» **What is being asked**
Find every line in the records below that contains the word "never", and copy each such line.

(Saved data entries)
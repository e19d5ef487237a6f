//! Policy context: module registry, compilation cache and sub-contexts.
//!
//! Contexts form a tree through an immutable parent pointer. Module lookup
//! cascades up the parents; compilation lookup does not, so a child may
//! shadow a parent's compilation by re-using its cache name. The first
//! error latches per context and every subsequent fluent call is a no-op
//! until `clear_error()`.

use std::collections::{BTreeMap, HashMap};
use std::sync::{Arc, RwLock};

use tokio_util::sync::CancellationToken;
use tracing::{debug, info, warn};

use crate::error::{PolicyError, PolicyResult};
use crate::prp::PolicyRetrievalPoint;
use crate::store::DecisionStore;

/// A named, cached set of compiled policy modules.
///
/// Cheap to clone and share; `policy(name)` hands out the same underlying
/// compilation on every call.
#[derive(Debug, Clone)]
pub struct Compilation {
    inner: Arc<CompiledModules>,
}

#[derive(Debug)]
struct CompiledModules {
    name: String,
    modules: BTreeMap<String, String>,
}

impl Compilation {
    /// Compile `modules` into a named compilation.
    ///
    /// The sources are parsed and compiled eagerly so diagnostics surface
    /// here, not at evaluation time.
    pub fn compile(name: impl Into<String>, modules: BTreeMap<String, String>) -> PolicyResult<Self> {
        let name = name.into();
        let mut engine = regorus::Engine::new();
        for (module_name, source) in &modules {
            engine
                .add_policy(module_name.clone(), source.clone())
                .map_err(|e| PolicyError::Compile(format!("module {module_name}: {e}")))?;
        }
        debug!(compilation = %name, modules = modules.len(), "compiled module set");
        Ok(Self {
            inner: Arc::new(CompiledModules { name, modules }),
        })
    }

    /// The cache name this compilation was stored under.
    pub fn name(&self) -> &str {
        &self.inner.name
    }

    /// The module sources that make up this compilation.
    pub fn modules(&self) -> &BTreeMap<String, String> {
        &self.inner.modules
    }

    /// True when both handles refer to the same cached compilation.
    pub fn same_as(&self, other: &Compilation) -> bool {
        Arc::ptr_eq(&self.inner, &other.inner)
    }

    /// Fresh engine loaded with this compilation's modules.
    ///
    /// Compilation already validated the sources, so failures here are
    /// engine-internal and mapped to [`PolicyError::Compile`].
    pub(crate) fn engine(&self) -> PolicyResult<regorus::Engine> {
        let mut engine = regorus::Engine::new();
        for (module_name, source) in &self.inner.modules {
            engine
                .add_policy(module_name.clone(), source.clone())
                .map_err(|e| PolicyError::Compile(format!("module {module_name}: {e}")))?;
        }
        Ok(engine)
    }
}

/// Result of one query inside an evaluation.
#[derive(Debug, Clone, PartialEq)]
pub struct QueryOutcome {
    /// The query text as submitted, e.g. `data.example.allow_create`.
    pub query: String,
    /// The evaluated value; `null` when the query was undefined.
    pub value: serde_json::Value,
}

/// One policy evaluation: a compilation, an optional data store, an input
/// document and one or more queries.
#[derive(Debug, Default, Clone)]
pub struct Eval {
    compilation: Option<Compilation>,
    store: Option<DecisionStore>,
    input: Option<serde_json::Value>,
    queries: Vec<String>,
}

impl Eval {
    /// Empty evaluation; configure it with the chainable setters.
    pub fn new() -> Self {
        Self::default()
    }

    /// Use `compilation` for this evaluation, chainable.
    pub fn policy(mut self, compilation: Compilation) -> Self {
        self.compilation = Some(compilation);
        self
    }

    /// Evaluate against `store` as the `data` root, chainable.
    pub fn store(mut self, store: DecisionStore) -> Self {
        self.store = Some(store);
        self
    }

    /// Set the `input` document, chainable.
    pub fn input(mut self, input: serde_json::Value) -> Self {
        self.input = Some(input);
        self
    }

    /// Set the `input` document from JSON text.
    pub fn input_json(self, json: &str) -> PolicyResult<Self> {
        let value = serde_json::from_str(json)
            .map_err(|e| PolicyError::Eval(format!("input is not valid JSON: {e}")))?;
        Ok(self.input(value))
    }

    /// Add a query, chainable. Queries evaluate in insertion order.
    pub fn query(mut self, query: impl Into<String>) -> Self {
        self.queries.push(query.into());
        self
    }

    /// Run the evaluation synchronously.
    ///
    /// Cancellation is honoured at the granularity the engine supports:
    /// checked on entry, after which evaluation runs to completion.
    pub fn eval(&self, cancel: Option<&CancellationToken>) -> PolicyResult<Vec<QueryOutcome>> {
        if let Some(cancel) = cancel {
            if cancel.is_cancelled() {
                return Err(PolicyError::Cancelled("policy evaluation".to_string()));
            }
        }
        let compilation = self
            .compilation
            .as_ref()
            .ok_or_else(|| PolicyError::Configuration("evaluation has no policy".to_string()))?;
        if self.queries.is_empty() {
            return Err(PolicyError::Configuration(
                "evaluation has no query".to_string(),
            ));
        }

        let mut engine = compilation.engine()?;

        if let Some(store) = &self.store {
            let data = regorus::Value::from_json_str(&store.as_json().to_string())
                .map_err(|e| PolicyError::Store(format!("store rejected by engine: {e}")))?;
            engine
                .add_data(data)
                .map_err(|e| PolicyError::Store(format!("store rejected by engine: {e}")))?;
        }

        if let Some(input) = &self.input {
            let input = regorus::Value::from_json_str(&input.to_string())
                .map_err(|e| PolicyError::Eval(format!("input rejected by engine: {e}")))?;
            engine.set_input(input);
        }

        let mut outcomes = Vec::with_capacity(self.queries.len());
        for query in &self.queries {
            let results = engine
                .eval_query(query.clone(), false)
                .map_err(|e| PolicyError::Eval(format!("query {query}: {e}")))?;
            let value = results
                .result
                .first()
                .and_then(|r| r.expressions.first())
                .map(|expression| {
                    serde_json::to_value(&expression.value).map_err(|e| {
                        PolicyError::Eval(format!("result marshaling failed: {e}"))
                    })
                })
                .transpose()?
                .unwrap_or(serde_json::Value::Null);
            outcomes.push(QueryOutcome {
                query: query.clone(),
                value,
            });
        }
        Ok(outcomes)
    }
}

/// Registry of policy modules and named compilations, with parent-chain
/// override semantics.
pub struct PolicyContext {
    parent: Option<Arc<PolicyContext>>,
    modules: RwLock<HashMap<String, String>>,
    compiled: RwLock<HashMap<String, Compilation>>,
    prps: RwLock<Vec<Arc<dyn PolicyRetrievalPoint>>>,
    last_error: RwLock<Option<PolicyError>>,
}

impl PolicyContext {
    /// Fresh root context.
    pub fn new() -> Arc<Self> {
        Arc::new(Self {
            parent: None,
            modules: RwLock::new(HashMap::new()),
            compiled: RwLock::new(HashMap::new()),
            prps: RwLock::new(Vec::new()),
            last_error: RwLock::new(None),
        })
    }

    /// Last latched error, if any.
    pub fn error(&self) -> Option<PolicyError> {
        self.last_error.read().expect("error lock").clone()
    }

    /// Clear the latched error, chainable.
    pub fn clear_error(&self) -> &Self {
        *self.last_error.write().expect("error lock") = None;
        self
    }

    fn latched(&self) -> bool {
        self.last_error.read().expect("error lock").is_some()
    }

    fn latch(&self, error: PolicyError) {
        warn!(category = error.category(), %error, "policy context latched error");
        let mut slot = self.last_error.write().expect("error lock");
        if slot.is_none() {
            *slot = Some(error);
        }
    }

    /// The parent context; `None` at the root.
    pub fn parent(&self) -> Option<&Arc<PolicyContext>> {
        self.parent.as_ref()
    }

    /// Child context with fresh module and compilation maps. Module lookup
    /// falls back to this context; compilation lookup does not.
    ///
    /// When latched, the current context is returned unchanged.
    pub fn create_sub_context(self: &Arc<Self>) -> Arc<PolicyContext> {
        if self.latched() {
            return Arc::clone(self);
        }
        Arc::new(PolicyContext {
            parent: Some(Arc::clone(self)),
            modules: RwLock::new(HashMap::new()),
            compiled: RwLock::new(HashMap::new()),
            prps: RwLock::new(Vec::new()),
            last_error: RwLock::new(None),
        })
    }

    /// Register a single named module, chainable. A repeated name latches.
    pub fn register_module(&self, name: impl Into<String>, source: impl Into<String>) -> &Self {
        if self.latched() {
            return self;
        }
        let name = name.into();
        let mut modules = self.modules.write().expect("modules lock");
        if modules.contains_key(&name) {
            drop(modules);
            self.latch(PolicyError::Configuration(format!(
                "module {name} already registered"
            )));
            return self;
        }
        modules.insert(name, source.into());
        self
    }

    /// Register a batch of modules, chainable. Duplicates latch but the
    /// remaining entries still register.
    pub fn register_modules(&self, batch: BTreeMap<String, String>) -> &Self {
        if self.latched() {
            return self;
        }
        let mut duplicate: Option<String> = None;
        {
            let mut modules = self.modules.write().expect("modules lock");
            for (name, source) in batch {
                if modules.contains_key(&name) {
                    duplicate.get_or_insert(name);
                } else {
                    modules.insert(name, source);
                }
            }
        }
        if let Some(name) = duplicate {
            self.latch(PolicyError::Configuration(format!(
                "module {name} already registered"
            )));
        }
        self
    }

    /// Register retrieval points and initialize each, chainable. The
    /// change callbacks are wired by the PRP itself.
    pub async fn register_prps(
        &self,
        cancel: &CancellationToken,
        prps: Vec<Arc<dyn PolicyRetrievalPoint>>,
    ) -> &Self {
        if self.latched() {
            return self;
        }
        for prp in prps {
            if let Err(error) = prp.initialize(cancel, None).await {
                self.latch(error);
                return self;
            }
            self.prps.write().expect("prps lock").push(prp);
        }
        self
    }

    /// Pull every module the registered PRPs offer into this context,
    /// chainable. PRP modules never override an explicit registration and
    /// never latch on overlap.
    pub async fn load_prp_modules(&self, cancel: &CancellationToken, force: bool) -> &Self {
        if self.latched() {
            return self;
        }
        let prps: Vec<_> = self.prps.read().expect("prps lock").clone();
        for prp in prps {
            match prp.all_modules(cancel, force).await {
                Ok(batch) => {
                    let mut modules = self.modules.write().expect("modules lock");
                    for (name, source) in batch {
                        modules.entry(name).or_insert(source);
                    }
                }
                Err(error) => {
                    self.latch(error);
                    return self;
                }
            }
        }
        self
    }

    /// Resolve a module in this context, then up the parent chain.
    fn resolve_module(&self, name: &str) -> Option<String> {
        if let Some(source) = self.modules.read().expect("modules lock").get(name) {
            return Some(source.clone());
        }
        self.parent
            .as_ref()
            .and_then(|parent| parent.resolve_module(name))
    }

    /// Compile the named modules into a cached compilation, chainable.
    ///
    /// Resolution is argument order, each name searched locally first and
    /// then up the parent chain. An unresolved name, a re-used cache name
    /// or a compile diagnostic latches.
    pub fn compile_module_set(&self, cache_name: &str, module_names: &[&str]) -> &Self {
        if self.latched() {
            return self;
        }
        if self
            .compiled
            .read()
            .expect("compiled lock")
            .contains_key(cache_name)
        {
            self.latch(PolicyError::Configuration(format!(
                "compiled policy {cache_name} already present"
            )));
            return self;
        }

        let mut modules = BTreeMap::new();
        for name in module_names {
            match self.resolve_module(name) {
                Some(source) => {
                    modules.insert((*name).to_string(), source);
                }
                None => {
                    self.latch(PolicyError::Configuration(format!(
                        "could not find module {name} while compiling"
                    )));
                    return self;
                }
            }
        }

        match Compilation::compile(cache_name, modules) {
            Ok(compilation) => {
                info!(compilation = cache_name, "cached compiled policy");
                self.compiled
                    .write()
                    .expect("compiled lock")
                    .insert(cache_name.to_string(), compilation);
            }
            Err(error) => self.latch(error),
        }
        self
    }

    /// The compilation cached under `cache_name`, or `None` with a latched
    /// error. Parents are deliberately not consulted - a child context
    /// shadows by compiling under the same name.
    pub fn policy(&self, cache_name: &str) -> Option<Compilation> {
        if self.latched() {
            return None;
        }
        let compilation = self
            .compiled
            .read()
            .expect("compiled lock")
            .get(cache_name)
            .cloned();
        if compilation.is_none() {
            self.latch(PolicyError::Configuration(format!(
                "compiled policy {cache_name} does not exist"
            )));
        }
        compilation
    }

    /// Evaluator factory. The returned [`Eval`] is configured with the
    /// chainable setters and run with [`Eval::eval`].
    pub fn new_eval(&self) -> Eval {
        Eval::new()
    }
}

impl std::fmt::Debug for PolicyContext {
    fn fmt(&self, f: &mut std::fmt::Formatter<'_>) -> std::fmt::Result {
        f.debug_struct("PolicyContext")
            .field("modules", &self.modules.read().expect("modules lock").len())
            .field(
                "compilations",
                &self.compiled.read().expect("compiled lock").len(),
            )
            .field("has_parent", &self.parent.is_some())
            .finish()
    }
}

» **Result of the task**
    /// chainable. PRP modules never override an explicit registration and
    /// never latch on overlap.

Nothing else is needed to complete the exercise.